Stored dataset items
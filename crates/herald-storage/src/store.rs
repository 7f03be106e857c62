//! The narrow read interface a Herald event store implements.

use std::sync::Arc;

use async_trait::async_trait;

use crate::query::{EventQuery, QueryPage};
use herald_core::{NotificationEvent, Result};

/// Read access to stored notification events.
///
/// The trait is intentionally narrow: this service only ever looks events
/// up, it never writes them. Backends own persistence, indexing, default
/// ordering, and the clamping of out-of-range pagination values.
#[async_trait]
pub trait EventStore: Send + Sync {
    /// Fetch a single event by identifier. `Ok(None)` means the id is unknown.
    async fn get_event(&self, event_id: &str) -> Result<Option<NotificationEvent>>;

    /// Execute a query descriptor and return one result window together with
    /// the total hit count.
    async fn search(&self, query: &EventQuery) -> Result<QueryPage>;
}

/// Type alias for a shareable store instance
pub type DynEventStore = Arc<dyn EventStore>;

__Task directions__:
Print out the records exactly as they were entered.

__Response box__:
filename crates/herald-storage/src/store.rs
repository 7f03be106e857c62
//! The narrow read interface a Herald event store implements.

use std::sync::Arc;

use async_trait::async_trait;

use crate::query::{EventQuery, QueryPage};
use herald_core::{NotificationEvent, Result};

/// Read access to stored notification events.
///
/// The trait is intentionally narrow: this service only ever looks events
/// up, it never writes them. Backends own persistence, indexing, default
/// ordering, and the clamping of out-of-range pagination values.
#[async_trait]
pub trait EventStore: Send + Sync {
    /// Fetch a single event by identifier. `Ok(None)` means the id is unknown.
    async fn get_event(&self, event_id: &str) -> Result<Option<NotificationEvent>>;

    /// Execute a query descriptor and return one result window together with
    /// the total hit count.
    async fn search(&self, query: &EventQuery) -> Result<QueryPage>;
}

/// Type alias for a shareable store instance
pub type DynEventStore = Arc<dyn EventStore>;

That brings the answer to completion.